The idea is that the colloquial descriptions people use to describe those sensations could be linked reliably to the words and concepts doctors use to describe pain, like somatic or neuropathic, acute or chronic.

To do this, her goal is to develop what philosophers call an ontology, which is Greek for “theory of being.” Like a universal definition, this formal conceptual framework would bridge the patient’s vocabulary to the doctor’s by connecting both to the fundamental reality of pain.

This is not as abstract as it sounds. A similar ontology exists for genes and has been used to guide data collection in the study of model organisms.

Pain is trickier, though, because it involves subjective experience. But if you could do it for pain, you might be able to do it for other sensations like fatigue, anxiety or depression, all of which are presently tracked with clinical ten-point scales that are just as limited and coarse.

The International Association for the Study of Pain has a widely accepted definition of pain as “an unpleasant sensory and emotional experience associated with actual or potential tissue damage, or described in terms of such damage.”

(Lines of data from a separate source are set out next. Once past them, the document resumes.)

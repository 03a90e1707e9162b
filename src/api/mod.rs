pub mod attendance_import;
pub mod edit_request;
pub mod stats;
pub mod attendance;
pub mod edit_request;
pub mod employee;
pub mod holiday;
pub mod import;
pub mod leave_request;
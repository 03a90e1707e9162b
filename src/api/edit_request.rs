use actix_web::{web, HttpResponse, Responder};
use chrono::{NaiveDate, NaiveTime};
use serde::Deserialize;
use sqlx::MySqlPool;
use utoipa::{IntoParams, ToSchema};

use crate::config::Config;
use crate::engine::edit::{self, NewEditRequest};
use crate::error::EditRequestError;

fn edit_error_to_response(e: EditRequestError) -> actix_web::Result<HttpResponse> {
    match e {
        EditRequestError::NotFound => Ok(HttpResponse::NotFound().json(serde_json::json!({
            "message": e.to_string()
        }))),
        EditRequestError::AlreadyProcessed(_)
        | EditRequestError::PendingExists
        | EditRequestError::InvalidDate(_) => {
            Ok(HttpResponse::BadRequest().json(serde_json::json!({
                "message": e.to_string()
            })))
        }
        EditRequestError::Database(e) => {
            tracing::error!(error = %e, "edit request operation failed");
            Err(actix_web::error::ErrorInternalServerError(
                "Internal Server Error",
            ))
        }
    }
}

#[derive(Deserialize, ToSchema)]
pub struct CreateEditRequest {
    #[schema(example = 1)]
    pub employee_id: u64,

    #[schema(example = "2024-01-15", value_type = String, format = "date")]
    pub date: NaiveDate,

    #[schema(example = "08:00:00", value_type = String, nullable = true)]
    pub requested_time_in: Option<NaiveTime>,
    #[schema(example = "17:00:00", value_type = String, nullable = true)]
    pub requested_time_out: Option<NaiveTime>,

    #[schema(example = "forgot to punch in, see gate log")]
    pub reason: String,

    #[schema(example = json!(["uploads/proof/2024-01-15-gate.jpg"]))]
    pub proof_images: Option<Vec<String>>,
}

/// Submit a correction proposal for one attendance day.
#[utoipa::path(
    post,
    path = "/api/v1/attendance/edit-requests",
    request_body = CreateEditRequest,
    responses(
        (status = 201, description = "Edit request created"),
        (status = 400, description = "A pending request already exists for this day, or the date is invalid"),
        (status = 500, description = "Internal server error")
    ),
    tag = "Attendance Edit"
)]
pub async fn create(
    pool: web::Data<MySqlPool>,
    payload: web::Json<CreateEditRequest>,
) -> actix_web::Result<impl Responder> {
    let payload = payload.into_inner();
    let proof_images = match &payload.proof_images {
        Some(paths) => Some(
            serde_json::to_string(paths)
                .map_err(actix_web::error::ErrorInternalServerError)?,
        ),
        None => None,
    };

    let new = NewEditRequest {
        employee_id: payload.employee_id,
        date: payload.date,
        requested_time_in: payload.requested_time_in,
        requested_time_out: payload.requested_time_out,
        reason: payload.reason,
        proof_images,
    };

    match edit::submit(pool.get_ref(), new).await {
        Ok(request) => Ok(HttpResponse::Created().json(request)),
        Err(e) => edit_error_to_response(e),
    }
}

#[derive(Deserialize, IntoParams, ToSchema)]
pub struct ReviewerQuery {
    #[schema(example = 7)]
    pub reviewer_id: u64,
}

/// Approve a pending edit request. Merges the requested times into the
/// attendance record and re-derives hours and status. Approving an
/// already-processed request is rejected.
#[utoipa::path(
    put,
    path = "/api/v1/attendance/edit-requests/{request_id}/approve",
    params(
        ("request_id" = u64, Path, description = "Edit request ID"),
        ReviewerQuery
    ),
    responses(
        (status = 200, description = "Request approved, merged record returned"),
        (status = 400, description = "Request already processed"),
        (status = 404, description = "Request not found"),
        (status = 500, description = "Internal server error")
    ),
    tag = "Attendance Edit"
)]
pub async fn approve(
    pool: web::Data<MySqlPool>,
    config: web::Data<Config>,
    path: web::Path<u64>,
    query: web::Query<ReviewerQuery>,
) -> actix_web::Result<impl Responder> {
    let request_id = path.into_inner();
    let policy = config.shift_policy();

    match edit::approve(pool.get_ref(), &policy, request_id, query.reviewer_id).await {
        Ok(record) => Ok(HttpResponse::Ok().json(record)),
        Err(e) => edit_error_to_response(e),
    }
}

#[derive(Deserialize, ToSchema)]
pub struct RejectBody {
    #[schema(example = "proof image does not match the gate log")]
    pub reason: Option<String>,
}

/// Reject a pending edit request. The attendance record is untouched.
#[utoipa::path(
    put,
    path = "/api/v1/attendance/edit-requests/{request_id}/reject",
    params(
        ("request_id" = u64, Path, description = "Edit request ID"),
        ReviewerQuery
    ),
    request_body = RejectBody,
    responses(
        (status = 200, description = "Request rejected"),
        (status = 400, description = "Request already processed"),
        (status = 404, description = "Request not found"),
        (status = 500, description = "Internal server error")
    ),
    tag = "Attendance Edit"
)]
pub async fn reject(
    pool: web::Data<MySqlPool>,
    path: web::Path<u64>,
    query: web::Query<ReviewerQuery>,
    payload: web::Json<RejectBody>,
) -> actix_web::Result<impl Responder> {
    let request_id = path.into_inner();

    match edit::reject(
        pool.get_ref(),
        request_id,
        query.reviewer_id,
        payload.reason.clone(),
    )
    .await
    {
        Ok(()) => Ok(HttpResponse::Ok().json(serde_json::json!({
            "message": "Edit request rejected"
        }))),
        Err(e) => edit_error_to_response(e),
    }
}
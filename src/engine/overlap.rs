use chrono::NaiveDate;
use serde::Serialize;
use sqlx::MySqlPool;
use utoipa::ToSchema;

use crate::error::FatalImportError;
use crate::model::attendance::MIN_VALID_DATE;

/// Reference to a committed import whose period intersects a candidate.
#[derive(Debug, Clone, Serialize, sqlx::FromRow, ToSchema)]
pub struct ImportRef {
    pub id: u64,
    #[schema(example = "2024-01-01", value_type = String, format = "date")]
    pub period_start: NaiveDate,
    #[schema(example = "2024-01-15", value_type = String, format = "date")]
    pub period_end: NaiveDate,
    #[schema(example = "punches-january.xlsx")]
    pub filename: String,
}

/// Inclusive range intersection; a shared boundary date counts.
pub fn ranges_overlap(
    a_start: NaiveDate,
    a_end: NaiveDate,
    b_start: NaiveDate,
    b_end: NaiveDate,
) -> bool {
    a_start <= b_end && a_end >= b_start
}

/// Committed imports whose period intersects the candidate. Overlap is a
/// warning for the caller, never a block: proceeding overwrites the
/// overlapping day records via upsert.
pub async fn find_conflicts(
    pool: &MySqlPool,
    period_start: NaiveDate,
    period_end: NaiveDate,
) -> Result<Vec<ImportRef>, FatalImportError> {
    let conflicts = sqlx::query_as::<_, ImportRef>(
        r#"
        SELECT id, period_start, period_end, filename
        FROM attendance_imports
        WHERE status = 'completed'
          AND period_start <= ?
          AND period_end >= ?
          AND period_start >= ?
        ORDER BY id DESC
        "#,
    )
    .bind(period_end)
    .bind(period_start)
    .bind(MIN_VALID_DATE)
    .fetch_all(pool)
    .await?;

    Ok(conflicts)
}

#[cfg(test)]
mod tests {
    use super::*;

    fn d(y: i32, m: u32, day: u32) -> NaiveDate {
        NaiveDate::from_ymd_opt(y, m, day).unwrap()
    }

    #[test]
    fn shared_boundary_date_overlaps() {
        assert!(ranges_overlap(
            d(2024, 1, 1),
            d(2024, 1, 15),
            d(2024, 1, 15),
            d(2024, 1, 20)
        ));
    }

    #[test]
    fn adjacent_ranges_do_not_overlap() {
        assert!(!ranges_overlap(
            d(2024, 1, 1),
            d(2024, 1, 14),
            d(2024, 1, 15),
            d(2024, 1, 20)
        ));
    }

    #[test]
    fn containment_overlaps() {
        assert!(ranges_overlap(
            d(2024, 1, 5),
            d(2024, 1, 10),
            d(2024, 1, 1),
            d(2024, 1, 31)
        ));
    }
}
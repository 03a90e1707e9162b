use std::collections::{HashMap, HashSet};

use chrono::NaiveDate;
use serde::Serialize;
use sqlx::MySqlPool;
use tracing::{info, warn};
use utoipa::ToSchema;

use crate::config::Config;
use crate::engine::overlap::{self, ImportRef};
use crate::engine::parser::{self, FileFormat};
use crate::engine::period::{self, DetectedPeriod};
use crate::engine::reconcile::{self, DayRecord, ReconcileContext, ReconcileOutcome};
use crate::error::{FatalImportError, RowError};
use crate::model::attendance::MIN_VALID_DATE;
use crate::model::import::{AttendanceImport, ImportType};

/// Final tally of one import run. A non-zero `failed` does not make the
/// run unsuccessful; callers must read the counts independently.
#[derive(Debug, Clone, Serialize, ToSchema)]
pub struct ImportSummary {
    #[schema(example = 95)]
    pub success: u32,
    #[schema(example = 5)]
    pub failed: u32,
    #[schema(example = 0)]
    pub skipped: u32,
    #[schema(example = 3)]
    pub absent_marked: u32,
    /// Full error count; `errors` below is capped for display.
    #[schema(example = 5)]
    pub total_errors: u32,
    pub errors: Vec<RowError>,
}

impl ImportSummary {
    fn from_outcome(outcome: ReconcileOutcome, success: u32, cap: usize) -> Self {
        let total_errors = outcome.errors.len() as u32;
        let mut errors = outcome.errors;
        errors.truncate(cap);
        Self {
            success,
            failed: outcome.failed,
            skipped: outcome.skipped,
            absent_marked: outcome.absent_marked,
            total_errors,
            errors,
        }
    }
}

#[derive(Debug, Clone)]
pub struct ImportRequest {
    pub period_start: NaiveDate,
    pub period_end: NaiveDate,
    pub filename: String,
    pub submitted_by: String,
    pub format: FileFormat,
}

/// Advisory period inference for the caller's import dialog.
pub fn detect_period(bytes: &[u8], format: FileFormat) -> Result<DetectedPeriod, FatalImportError> {
    let events = parser::parse(bytes, format)?;
    period::detect(&events)
}

pub async fn check_overlap(
    pool: &MySqlPool,
    period_start: NaiveDate,
    period_end: NaiveDate,
) -> Result<(bool, Vec<ImportRef>), FatalImportError> {
    let conflicts = overlap::find_conflicts(pool, period_start, period_end).await?;
    Ok((!conflicts.is_empty(), conflicts))
}

fn validate_period(start: NaiveDate, end: NaiveDate) -> Result<(), FatalImportError> {
    if start > end {
        return Err(FatalImportError::InvalidPeriod(format!(
            "period start {start} is after period end {end}"
        )));
    }
    if start < MIN_VALID_DATE {
        return Err(FatalImportError::InvalidPeriod(format!(
            "period start {start} is before {MIN_VALID_DATE}"
        )));
    }
    Ok(())
}

/// Run one import end to end: parse, reconcile, upsert day records, write
/// the audit row. Row failures land in the summary; only structural
/// failures abort (and still leave a failed audit row behind). An advisory
/// lock keyed by the period serializes concurrent imports of the same
/// range.
pub async fn run_import(
    pool: &MySqlPool,
    config: &Config,
    bytes: &[u8],
    req: ImportRequest,
) -> Result<(ImportSummary, AttendanceImport), FatalImportError> {
    validate_period(req.period_start, req.period_end)?;

    let lock_name = format!(
        "attendance_import:{}:{}",
        req.period_start, req.period_end
    );
    let mut lock_conn = pool.acquire().await?;
    let locked: Option<i64> = sqlx::query_scalar("SELECT GET_LOCK(?, 0)")
        .bind(&lock_name)
        .fetch_one(lock_conn.as_mut())
        .await?;
    if locked != Some(1) {
        return Err(FatalImportError::ImportLocked);
    }

    let result = import_locked(pool, config, bytes, &req).await;

    // Advisory locks are session scoped and the connection goes back to
    // the pool, so release explicitly on every path.
    if let Err(e) = sqlx::query("SELECT RELEASE_LOCK(?)")
        .bind(&lock_name)
        .execute(lock_conn.as_mut())
        .await
    {
        warn!(error = %e, lock_name, "failed to release import lock");
    }

    result
}

async fn import_locked(
    pool: &MySqlPool,
    config: &Config,
    bytes: &[u8],
    req: &ImportRequest,
) -> Result<(ImportSummary, AttendanceImport), FatalImportError> {
    let events = match parser::parse(bytes, req.format) {
        Ok(events) => events,
        Err(fatal) => {
            // Keep an audit trail of the failed invocation.
            if let Err(e) = insert_import_row(pool, req, None, "failed").await {
                warn!(error = %e, "could not record failed import for audit");
            }
            return Err(fatal);
        }
    };

    let roster = load_roster(pool).await?;
    let holidays = load_holidays(pool, req.period_start, req.period_end).await?;
    let leave_days = load_leave_days(pool, req.period_start, req.period_end).await?;
    let policy = config.shift_policy();

    let ctx = ReconcileContext {
        period_start: req.period_start,
        period_end: req.period_end,
        roster: &roster,
        holidays: &holidays,
        leave_days: &leave_days,
        policy: &policy,
    };
    let outcome = reconcile::reconcile(&events, &ctx);

    let mut success: u32 = 0;
    for record in &outcome.records {
        upsert_record(pool, record).await?;
        success += record.source_rows;
    }

    let summary = ImportSummary::from_outcome(outcome, success, config.max_surfaced_errors);
    let import = insert_import_row(pool, req, Some(&summary), "completed").await?;

    info!(
        import_id = import.id,
        success = summary.success,
        failed = summary.failed,
        skipped = summary.skipped,
        absent_marked = summary.absent_marked,
        "attendance import committed"
    );

    Ok((summary, import))
}

async fn load_roster(pool: &MySqlPool) -> Result<HashMap<String, u64>, FatalImportError> {
    let rows: Vec<(String, u64)> = sqlx::query_as(
        "SELECT biometric_id, id FROM employees WHERE status = 'active'",
    )
    .fetch_all(pool)
    .await?;
    Ok(rows.into_iter().collect())
}

async fn load_holidays(
    pool: &MySqlPool,
    start: NaiveDate,
    end: NaiveDate,
) -> Result<HashMap<NaiveDate, bool>, FatalImportError> {
    let rows: Vec<(NaiveDate, bool)> = sqlx::query_as(
        "SELECT date, is_working FROM holidays WHERE date BETWEEN ? AND ?",
    )
    .bind(start)
    .bind(end)
    .fetch_all(pool)
    .await?;
    Ok(rows.into_iter().collect())
}

async fn load_leave_days(
    pool: &MySqlPool,
    start: NaiveDate,
    end: NaiveDate,
) -> Result<HashSet<(u64, NaiveDate)>, FatalImportError> {
    let rows: Vec<(u64, NaiveDate, NaiveDate)> = sqlx::query_as(
        r#"
        SELECT employee_id, start_date, end_date
        FROM leave_requests
        WHERE status = 'approved' AND start_date <= ? AND end_date >= ?
        "#,
    )
    .bind(end)
    .bind(start)
    .fetch_all(pool)
    .await?;

    let mut days = HashSet::new();
    for (employee_id, leave_start, leave_end) in rows {
        let mut date = leave_start.max(start);
        let clipped_end = leave_end.min(end);
        while date <= clipped_end {
            days.insert((employee_id, date));
            date = match date.succ_opt() {
                Some(next) => next,
                None => break,
            };
        }
    }
    Ok(days)
}

/// Atomic insert-or-update on the (employee_id, date) unique key. This is
/// what makes re-imports and overlapping imports safe: the last writer
/// wins, no duplicates appear.
pub(crate) async fn upsert_record(
    pool: &MySqlPool,
    record: &DayRecord,
) -> Result<(), sqlx::Error> {
    sqlx::query(
        r#"
        INSERT INTO attendance_records
            (employee_id, date, clock_in, clock_out, break_out, break_in,
             total_hours, overtime_hours, undertime_hours, status, remarks)
        VALUES (?, ?, ?, ?, ?, ?, ?, ?, ?, ?, ?)
        ON DUPLICATE KEY UPDATE
            clock_in = VALUES(clock_in),
            clock_out = VALUES(clock_out),
            break_out = VALUES(break_out),
            break_in = VALUES(break_in),
            total_hours = VALUES(total_hours),
            overtime_hours = VALUES(overtime_hours),
            undertime_hours = VALUES(undertime_hours),
            status = VALUES(status),
            remarks = VALUES(remarks)
        "#,
    )
    .bind(record.employee_id)
    .bind(record.date)
    .bind(record.clock_in)
    .bind(record.clock_out)
    .bind(record.break_out)
    .bind(record.break_in)
    .bind(record.hours.total)
    .bind(record.hours.overtime)
    .bind(record.hours.undertime)
    .bind(record.status.to_string())
    .bind(&record.remarks)
    .execute(pool)
    .await?;
    Ok(())
}

async fn insert_import_row(
    pool: &MySqlPool,
    req: &ImportRequest,
    summary: Option<&ImportSummary>,
    status: &str,
) -> Result<AttendanceImport, FatalImportError> {
    let import_type = ImportType::from_period(req.period_start, req.period_end);
    let (success, failed, skipped, absent_marked, total_errors) = match summary {
        Some(s) => (s.success, s.failed, s.skipped, s.absent_marked, s.total_errors),
        None => (0, 0, 0, 0, 0),
    };

    let result = sqlx::query(
        r#"
        INSERT INTO attendance_imports
            (period_start, period_end, import_type, filename, submitted_by,
             success_count, failed_count, skipped_count, absent_marked_count,
             total_errors, status)
        VALUES (?, ?, ?, ?, ?, ?, ?, ?, ?, ?, ?)
        "#,
    )
    .bind(req.period_start)
    .bind(req.period_end)
    .bind(import_type.to_string())
    .bind(&req.filename)
    .bind(&req.submitted_by)
    .bind(success)
    .bind(failed)
    .bind(skipped)
    .bind(absent_marked)
    .bind(total_errors)
    .bind(status)
    .execute(pool)
    .await?;

    let id = result.last_insert_id();
    let import = get_import(pool, id)
        .await?
        .ok_or_else(|| FatalImportError::Database(sqlx::Error::RowNotFound))?;
    Ok(import)
}

pub async fn get_import(
    pool: &MySqlPool,
    import_id: u64,
) -> Result<Option<AttendanceImport>, FatalImportError> {
    let import = sqlx::query_as::<_, AttendanceImport>(
        r#"
        SELECT id, period_start, period_end, import_type, filename, submitted_by,
               success_count, failed_count, skipped_count, absent_marked_count,
               total_errors, status, created_at
        FROM attendance_imports
        WHERE id = ?
        "#,
    )
    .bind(import_id)
    .fetch_optional(pool)
    .await?;
    Ok(import)
}

fn list_offset(page: u32, per_page: u32) -> u64 {
    u64::from(page.saturating_sub(1)) * u64::from(per_page)
}

pub async fn list_imports(
    pool: &MySqlPool,
    page: u32,
    per_page: u32,
) -> Result<(Vec<AttendanceImport>, i64), FatalImportError> {
    let offset = list_offset(page, per_page);
    let imports = sqlx::query_as::<_, AttendanceImport>(
        r#"
        SELECT id, period_start, period_end, import_type, filename, submitted_by,
               success_count, failed_count, skipped_count, absent_marked_count,
               total_errors, status, created_at
        FROM attendance_imports
        ORDER BY id DESC
        LIMIT ? OFFSET ?
        "#,
    )
    .bind(per_page)
    .bind(offset)
    .fetch_all(pool)
    .await?;

    let total: i64 = sqlx::query_scalar("SELECT COUNT(*) FROM attendance_imports")
        .fetch_one(pool)
        .await?;

    Ok((imports, total))
}

#[cfg(test)]
mod tests {
    use super::*;
    use crate::error::RowErrorKind;

    fn d(y: i32, m: u32, day: u32) -> NaiveDate {
        NaiveDate::from_ymd_opt(y, m, day).unwrap()
    }

    #[test]
    fn period_validation() {
        assert!(validate_period(d(2024, 1, 1), d(2024, 1, 15)).is_ok());
        assert!(matches!(
            validate_period(d(2024, 1, 15), d(2024, 1, 1)),
            Err(FatalImportError::InvalidPeriod(_))
        ));
        assert!(matches!(
            validate_period(d(1999, 1, 1), d(2024, 1, 1)),
            Err(FatalImportError::InvalidPeriod(_))
        ));
    }

    #[test]
    fn summary_caps_surfaced_errors_but_counts_all() {
        let outcome = ReconcileOutcome {
            records: Vec::new(),
            errors: (0..25)
                .map(|i| {
                    RowError::new(
                        Some(i + 2),
                        "1042",
                        RowErrorKind::InvalidTime,
                        "unparseable punch time",
                    )
                })
                .collect(),
            failed: 25,
            skipped: 0,
            absent_marked: 0,
        };
        let summary = ImportSummary::from_outcome(outcome, 75, 10);
        assert_eq!(summary.errors.len(), 10);
        assert_eq!(summary.total_errors, 25);
        assert_eq!(summary.failed, 25);
        assert_eq!(summary.success, 75);
    }

    #[test]
    fn list_offset_survives_huge_page_numbers() {
        assert_eq!(list_offset(1, 10), 0);
        assert_eq!(list_offset(3, 10), 20);
        assert_eq!(list_offset(50_000_000, 100), 4_999_999_900);
        assert_eq!(list_offset(0, 100), 0);
    }

    #[test]
    fn detect_period_over_csv_bytes() {
        let csv = "\
Employee ID,Punch Date,Punch Time
1042,2024-01-09,08:00
1042,2024-01-03,08:00
1042,2024-01-15,08:00
";
        let p = detect_period(csv.as_bytes(), FileFormat::Csv).unwrap();
        assert_eq!(p.period_start, d(2024, 1, 3));
        assert_eq!(p.period_end, d(2024, 1, 15));
        assert_eq!(p.total_distinct_dates, 3);
    }

    #[test]
    fn detect_period_rejects_dateless_file() {
        let csv = "Employee ID,Punch Date,Punch Time\n1042,notadate,08:00\n";
        assert!(matches!(
            detect_period(csv.as_bytes(), FileFormat::Csv),
            Err(FatalImportError::NoUsableDates)
        ));
    }
}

The trouble, philosophically, is there are three possibilities captured here: tissue damage, potential tissue damage, and something that feels like tissue damage but is not. The breadth of this definition is also its weakness.

Intuitively, people tend to think of pain as the body’s fire alarm, as if there were a finely tuned evolutionary system for producing pain as an alert in response to some precise harmful stimulus. But this turns out to be simplistic. People feel pain with no understandable cause. They feel pain in limbs they no longer have. The placebo effect, still mysterious, is largely an effect on pain. Pain is susceptible to shifts in attention, to distraction, to counter-stimulation. Scratching, for example, sometimes eases minor skin pain by applying more pain that, somehow, covers it up.

The privacy of subjective experience is not necessarily an insurmountable problem. Colour vision is also a private subjective experience, but the physiology and physics of it can be described so well that the classic late night half-baked dorm room philosophy question — what if my experience of “red” is different than yours? — can be objectively answered, more or less. It is not.

You cannot do that with pain, not as easily anyway. For one thing, colour vision is emotionally neutral. Pain is almost always unpleasant. So the ways people experience, respond to and describe pain can be culturally different.

Katz sketched the various pitfalls of creating an app to resolve that variation, and the possible limitations across languages and in pre-verbal children. From her audience, there was concern that she was not proposing an actual ontology, but more like a taxonomy, a way to classify pains without technically saying what they are. She disagreed.

“I argue that the use of an ontology to partially automate a patient’s diagnosis could reduce instances of misdiagnosis and protect patients from racism and misogyny within the biomedical system,” Katz wrote.

“I see this very much as the beginning of something,” she said.